Saved data entries:
· · · · · · ·

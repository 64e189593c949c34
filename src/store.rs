use crate::config::DatabaseConfig;
use anyhow::{Context, Result};
use serde::{Deserialize, Serialize};
use sqlx::postgres::{PgPool, PgPoolOptions};
use sqlx::types::Json;
use sqlx::FromRow;
use std::time::Duration;
use tracing::{debug, info, instrument};

/// Stored recipe record
#[derive(Debug, Clone, PartialEq, Serialize, Deserialize, FromRow)]
pub struct Recipe {
    /// Creation timestamp in milliseconds since epoch, assigned once by the
    /// service. Expected unique but not enforced by a constraint.
    pub id: i64,
    /// Recipe name
    pub name: String,
    /// Ordered free-form ingredient entries
    #[sqlx(json)]
    pub ingredients: Vec<String>,
    /// Preparation steps
    pub procedure: String,
    /// Free-form notes
    pub notes: String,
    /// URL path of the uploaded image, empty when none was supplied
    pub image: String,
}

/// Recipe store backed by PostgreSQL
pub struct RecipeStore {
    pool: PgPool,
}

impl RecipeStore {
    /// Create a new recipe store with connection pool
    pub async fn new(config: &DatabaseConfig) -> Result<Self> {
        let pool = PgPoolOptions::new()
            .max_connections(config.max_connections)
            .acquire_timeout(Duration::from_secs(config.connect_timeout_secs))
            .connect(&config.url)
            .await
            .context("Failed to connect to PostgreSQL")?;

        info!("Connected to PostgreSQL database");

        Ok(Self { pool })
    }

    /// Create a store over an existing pool
    pub fn from_pool(pool: PgPool) -> Self {
        Self { pool }
    }

    /// Run database migrations
    pub async fn run_migrations(&self) -> Result<()> {
        info!("Running database migrations");

        sqlx::migrate!("./migrations")
            .run(&self.pool)
            .await
            .context("Failed to run migrations")?;

        info!("Database migrations completed");
        Ok(())
    }

    /// List all recipes in store-native order
    #[instrument(skip(self))]
    pub async fn list(&self) -> Result<Vec<Recipe>> {
        let recipes = sqlx::query_as::<_, Recipe>(
            r#"
            SELECT id, name, ingredients, "procedure", notes, image
            FROM recipes
            "#,
        )
        .fetch_all(&self.pool)
        .await
        .context("Failed to list recipes")?;

        Ok(recipes)
    }

    /// Insert a recipe and return the stored record
    #[instrument(skip(self, recipe), fields(id = recipe.id, name = %recipe.name))]
    pub async fn insert(&self, recipe: &Recipe) -> Result<Recipe> {
        let stored = sqlx::query_as::<_, Recipe>(
            r#"
            INSERT INTO recipes (id, name, ingredients, "procedure", notes, image)
            VALUES ($1, $2, $3, $4, $5, $6)
            RETURNING id, name, ingredients, "procedure", notes, image
            "#,
        )
        .bind(recipe.id)
        .bind(&recipe.name)
        .bind(Json(&recipe.ingredients))
        .bind(&recipe.procedure)
        .bind(&recipe.notes)
        .bind(&recipe.image)
        .fetch_one(&self.pool)
        .await
        .context("Failed to insert recipe")?;

        debug!(id = stored.id, "Recipe stored");

        metrics::counter!("recipes.created").increment(1);

        Ok(stored)
    }

    /// Delete the recipe with the given id, returning whether a record was
    /// removed. Duplicate ids are not prevented by any constraint; at most one
    /// row is removed per call.
    #[instrument(skip(self))]
    pub async fn delete_by_id(&self, id: i64) -> Result<bool> {
        let result = sqlx::query(
            r#"
            DELETE FROM recipes
            WHERE ctid IN (SELECT ctid FROM recipes WHERE id = $1 LIMIT 1)
            "#,
        )
        .bind(id)
        .execute(&self.pool)
        .await
        .context("Failed to delete recipe")?;

        let deleted = result.rows_affected() > 0;
        if deleted {
            metrics::counter!("recipes.deleted").increment(1);
        }

        Ok(deleted)
    }

    /// Get the connection pool (for readiness checks)
    pub fn pool(&self) -> &PgPool {
        &self.pool
    }
}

· · · · · · ·

Action item:
Would you print exactly the lines from the first line of the entries above through the line that has "free-form ingredient entries", both included, and stop there?

Response to this task:
repository 64e189593c949c34
filename src/store.rs
use crate::config::DatabaseConfig;
use anyhow::{Context, Result};
use serde::{Deserialize, Serialize};
use sqlx::postgres::{PgPool, PgPoolOptions};
use sqlx::types::Json;
use sqlx::FromRow;
use std::time::Duration;
use tracing::{debug, info, instrument};

/// Stored recipe record
#[derive(Debug, Clone, PartialEq, Serialize, Deserialize, FromRow)]
pub struct Recipe {
    /// Creation timestamp in milliseconds since epoch, assigned once by the
    /// service. Expected unique but not enforced by a constraint.
    pub id: i64,
    /// Recipe name
    pub name: String,
    /// Ordered free-form ingredient entries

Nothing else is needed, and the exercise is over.